An LC/MS method for the quantitative determination of 7α‐OH DHEA and 7β‐OH DHEA: an application for the study of the metabolism of DHEA in rat brain

Abstract

Dehydroepiandrosterone (DHEA) is an important neurosteroid with neuronal protection and memory enhancement functions. 7alpha-OH DHEA and 7beta-OH DHEA are the two important metabolites of DHEA in the brain. We have developed an LC/MS method to quantitatively analyze 7alpha-OH DHEA and 7beta-OH DHEA. Chromatographic separation was carried out on a C18 column with gradient elution using mobile phases of formic acid in acetonitrile and in water formic acid. Mass spectral detection was performed with a ThermoFinnigan LCQ advantage quadruple ion trap mass spectrometer with electrospray ionization.
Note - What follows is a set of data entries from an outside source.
//! Transform operations for Canvas.

use super::Canvas;
use crate::matrix::Matrix;
use tiny_skia::Transform;

impl Canvas {
    fn concat(&mut self, t: Transform) {
        let current: Transform = self.state.transform.into();
        self.state.transform = current.pre_concat(t).into();
    }

    /// Translate the canvas.
    pub fn translate(&mut self, x: f32, y: f32) {
        log::debug!(target: "canvas", "translate {} {}", x, y);
        self.concat(Transform::from_translate(x, y));
    }

    /// Rotate the canvas clockwise by `angle` radians.
    pub fn rotate(&mut self, angle: f32) {
        log::debug!(target: "canvas", "rotate {}", angle);
        let (sin, cos) = angle.sin_cos();
        self.concat(Transform::from_row(cos, sin, -sin, cos, 0.0, 0.0));
    }

    /// Scale the canvas.
    pub fn scale(&mut self, x: f32, y: f32) {
        log::debug!(target: "canvas", "scale {} {}", x, y);
        self.concat(Transform::from_scale(x, y));
    }

    /// Multiply the current transform by `matrix`.
    pub fn transform(&mut self, matrix: Matrix) {
        log::debug!(target: "canvas", "transform {:?}", matrix);
        self.concat(matrix.into());
    }

    /// Set the transform matrix (replacing the current one).
    pub fn set_transform(&mut self, matrix: Matrix) {
        log::debug!(target: "canvas", "setTransform {:?}", matrix);
        self.state.transform = matrix;
    }

    /// Reset the transform to identity.
    pub fn reset_transform(&mut self) {
        log::debug!(target: "canvas", "resetTransform");
        self.state.transform = Matrix::identity();
    }

    /// Get the current transformation matrix.
    pub fn get_transform(&self) -> Matrix {
        self.state.transform
    }
}
//! Device-space path under construction.

use crate::curve::{PathSink, Point};
use tiny_skia::{PathBuilder, PathSegment, Transform};

/// The canvas' current path, with coordinates already mapped to device space.
#[derive(Debug, Clone, Default)]
pub(crate) struct DevicePath {
    builder: PathBuilder,
    current: Option<Point>,
    subpath_start: Point,
}

impl DevicePath {
    pub fn new() -> Self {
        Self::default()
    }

    pub fn move_to(&mut self, p: Point) {
        self.builder.move_to(p.x as f32, p.y as f32);
        self.current = Some(p);
        self.subpath_start = p;
    }

    pub fn close(&mut self) {
        if self.current.is_some() {
            self.builder.close();
            self.current = Some(self.subpath_start);
        }
    }

    /// Snapshot the path for rendering without consuming it.
    pub fn to_path(&self) -> Option<tiny_skia::Path> {
        self.builder.clone().finish()
    }

    /// Append a path built in user space, mapping each point with `transform`.
    ///
    /// With `connect` set, the first move of `path` becomes a line from the
    /// current point when there is one.
    pub fn append(&mut self, path: &tiny_skia::Path, transform: Transform, connect: bool) {
        let map = |p: tiny_skia::Point| {
            let mut p = p;
            transform.map_point(&mut p);
            p
        };
        let mut first = true;

        for segment in path.segments() {
            match segment {
                PathSegment::MoveTo(p) => {
                    let p = map(p);
                    if first && connect && self.current.is_some() {
                        self.line_to(to_point(p));
                    } else {
                        self.move_to(to_point(p));
                    }
                    first = false;
                }
                PathSegment::LineTo(p) => self.line_to(to_point(map(p))),
                PathSegment::QuadTo(c, p) => {
                    let (c, p) = (map(c), map(p));
                    self.builder.quad_to(c.x, c.y, p.x, p.y);
                    self.current = Some(to_point(p));
                }
                PathSegment::CubicTo(c1, c2, p) => {
                    let (c1, c2, p) = (map(c1), map(c2), map(p));
                    self.builder.cubic_to(c1.x, c1.y, c2.x, c2.y, p.x, p.y);
                    self.current = Some(to_point(p));
                }
                PathSegment::Close => self.close(),
            }
        }
    }
}

impl PathSink for DevicePath {
    fn current_point(&self) -> Option<Point> {
        self.current
    }

    fn line_to(&mut self, p: Point) {
        if self.current.is_none() {
            self.move_to(p);
            return;
        }
        self.builder.line_to(p.x as f32, p.y as f32);
        self.current = Some(p);
    }
}

fn to_point(p: tiny_skia::Point) -> Point {
    Point::new(p.x as f64, p.y as f64)
}
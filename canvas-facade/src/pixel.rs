//! Pixel buffers and their channel layout.

use crate::error::{CanvasError, CanvasResult};

/// Byte order of the four channels of a pixel.
#[derive(Debug, Clone, Copy, PartialEq, Eq, Hash, Default)]
pub enum ChannelOrder {
    #[default]
    Rgba,
    Bgra,
}

/// Whether color channels are pre-scaled by alpha.
#[derive(Debug, Clone, Copy, PartialEq, Eq, Hash, Default)]
pub enum AlphaMode {
    #[default]
    Straight,
    Premultiplied,
}

/// Layout of a 4-byte pixel.
///
/// Every [`PixelBuffer`] and [`Surface`](crate::Surface) carries one of these,
/// and transfers convert between layouts at the copy boundary.
#[derive(Debug, Clone, Copy, PartialEq, Eq, Hash, Default)]
pub struct PixelFormat {
    pub order: ChannelOrder,
    pub alpha: AlphaMode,
}

impl PixelFormat {
    pub const RGBA8: PixelFormat = PixelFormat {
        order: ChannelOrder::Rgba,
        alpha: AlphaMode::Straight,
    };
    pub const BGRA8: PixelFormat = PixelFormat {
        order: ChannelOrder::Bgra,
        alpha: AlphaMode::Straight,
    };
    pub const RGBA8_PREMULTIPLIED: PixelFormat = PixelFormat {
        order: ChannelOrder::Rgba,
        alpha: AlphaMode::Premultiplied,
    };
    pub const BGRA8_PREMULTIPLIED: PixelFormat = PixelFormat {
        order: ChannelOrder::Bgra,
        alpha: AlphaMode::Premultiplied,
    };

    /// Convert one pixel from `from` layout into `to` layout.
    #[inline]
    pub fn convert(pixel: [u8; 4], from: PixelFormat, to: PixelFormat) -> [u8; 4] {
        if from == to {
            return pixel;
        }

        // Normalize to RGBA order.
        let [r, g, b, a] = match from.order {
            ChannelOrder::Rgba => pixel,
            ChannelOrder::Bgra => [pixel[2], pixel[1], pixel[0], pixel[3]],
        };

        let [r, g, b] = match (from.alpha, to.alpha) {
            (AlphaMode::Straight, AlphaMode::Premultiplied) => premultiply([r, g, b], a),
            (AlphaMode::Premultiplied, AlphaMode::Straight) => unpremultiply([r, g, b], a),
            _ => [r, g, b],
        };

        match to.order {
            ChannelOrder::Rgba => [r, g, b, a],
            ChannelOrder::Bgra => [b, g, r, a],
        }
    }
}

/// Scale straight channels by alpha, rounding to nearest.
#[inline]
fn premultiply(rgb: [u8; 3], a: u8) -> [u8; 3] {
    match a {
        255 => rgb,
        0 => [0, 0, 0],
        _ => {
            let a16 = a as u16;
            rgb.map(|c| ((c as u16 * a16 + 127) / 255) as u8)
        }
    }
}

/// Undo premultiplication, rounding to nearest.
///
/// Rounding here (rather than truncating) makes premultiplied -> straight ->
/// premultiplied an exact round trip.
#[inline]
fn unpremultiply(rgb: [u8; 3], a: u8) -> [u8; 3] {
    match a {
        255 => rgb,
        0 => [0, 0, 0],
        _ => {
            let a32 = a as u32;
            rgb.map(|c| ((c as u32 * 255 + a32 / 2) / a32).min(255) as u8)
        }
    }
}

/// A rectangle in integer device pixels.
#[derive(Debug, Clone, Copy, PartialEq, Eq, Hash, Default)]
pub struct Rect {
    pub x: i32,
    pub y: i32,
    pub width: u32,
    pub height: u32,
}

impl Rect {
    pub const fn new(x: i32, y: i32, width: u32, height: u32) -> Self {
        Self {
            x,
            y,
            width,
            height,
        }
    }
}

/// An owned block of 4-byte pixels, row-major with `width * 4` stride.
///
/// This is the canvas `ImageData`. It is deliberately not `Clone`: use
/// [`PixelBuffer::duplicate`] when a deep copy is really wanted.
#[derive(Debug, PartialEq, Eq)]
pub struct PixelBuffer {
    width: u32,
    height: u32,
    format: PixelFormat,
    data: Vec<u8>,
}

/// Canvas name for a [`PixelBuffer`].
pub type ImageData = PixelBuffer;

impl PixelBuffer {
    /// Allocate a zeroed (transparent black) buffer.
    ///
    /// Fails with [`CanvasError::InvalidDimensions`] when the byte length
    /// overflows or cannot be allocated.
    pub fn new(width: u32, height: u32, format: PixelFormat) -> CanvasResult<Self> {
        let len = byte_len(width, height)?;
        let mut data = Vec::new();
        data.try_reserve_exact(len)
            .map_err(|_| CanvasError::InvalidDimensions { width, height })?;
        data.resize(len, 0);
        Ok(Self {
            width,
            height,
            format,
            data,
        })
    }

    /// Wrap existing pixel data, checking its length.
    pub fn from_vec(
        width: u32,
        height: u32,
        format: PixelFormat,
        data: Vec<u8>,
    ) -> CanvasResult<Self> {
        let expected_len = byte_len(width, height)?;
        if data.len() != expected_len {
            return Err(CanvasError::InvalidArgument(format!(
                "Data length {} does not match expected {} for {}x{} image",
                data.len(),
                expected_len,
                width,
                height
            )));
        }
        Ok(Self {
            width,
            height,
            format,
            data,
        })
    }

    pub fn width(&self) -> u32 {
        self.width
    }

    pub fn height(&self) -> u32 {
        self.height
    }

    pub fn format(&self) -> PixelFormat {
        self.format
    }

    pub fn data(&self) -> &[u8] {
        &self.data
    }

    pub fn data_mut(&mut self) -> &mut [u8] {
        &mut self.data
    }

    /// Read the pixel at `(x, y)` in this buffer's own format.
    pub fn pixel(&self, x: u32, y: u32) -> Option<[u8; 4]> {
        if x >= self.width || y >= self.height {
            return None;
        }
        let idx = (y as usize * self.width as usize + x as usize) * 4;
        let mut px = [0u8; 4];
        px.copy_from_slice(&self.data[idx..idx + 4]);
        Some(px)
    }

    /// Explicit deep copy.
    pub fn duplicate(&self) -> Self {
        Self {
            width: self.width,
            height: self.height,
            format: self.format,
            data: self.data.clone(),
        }
    }

    /// Re-encode every pixel into `format`.
    pub fn converted(mut self, format: PixelFormat) -> Self {
        if format != self.format {
            let from = self.format;
            for chunk in self.data.chunks_exact_mut(4) {
                let px = [chunk[0], chunk[1], chunk[2], chunk[3]];
                chunk.copy_from_slice(&PixelFormat::convert(px, from, format));
            }
            self.format = format;
        }
        self
    }

    pub fn into_vec(self) -> Vec<u8> {
        self.data
    }
}

/// `width * height * 4`, or `InvalidDimensions` when that does not fit in `usize`.
pub(crate) fn byte_len(width: u32, height: u32) -> CanvasResult<usize> {
    (width as usize)
        .checked_mul(height as usize)
        .and_then(|n| n.checked_mul(4))
        .ok_or(CanvasError::InvalidDimensions { width, height })
}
Positive ion chromatograms were acquired using single ion monitoring. The protonated molecule was 305 m/z, but the most abundant ion (269 m/z) was used for quantification. This method was validated and applied to investigate the 7-hydroxylation of DHEA. When incubating DHEA with rat brain microsomes, both 7alpha-OH DHEA and 7beta-OH DHEA were observed, but 7alpha-OH DHEA was the major metabolite.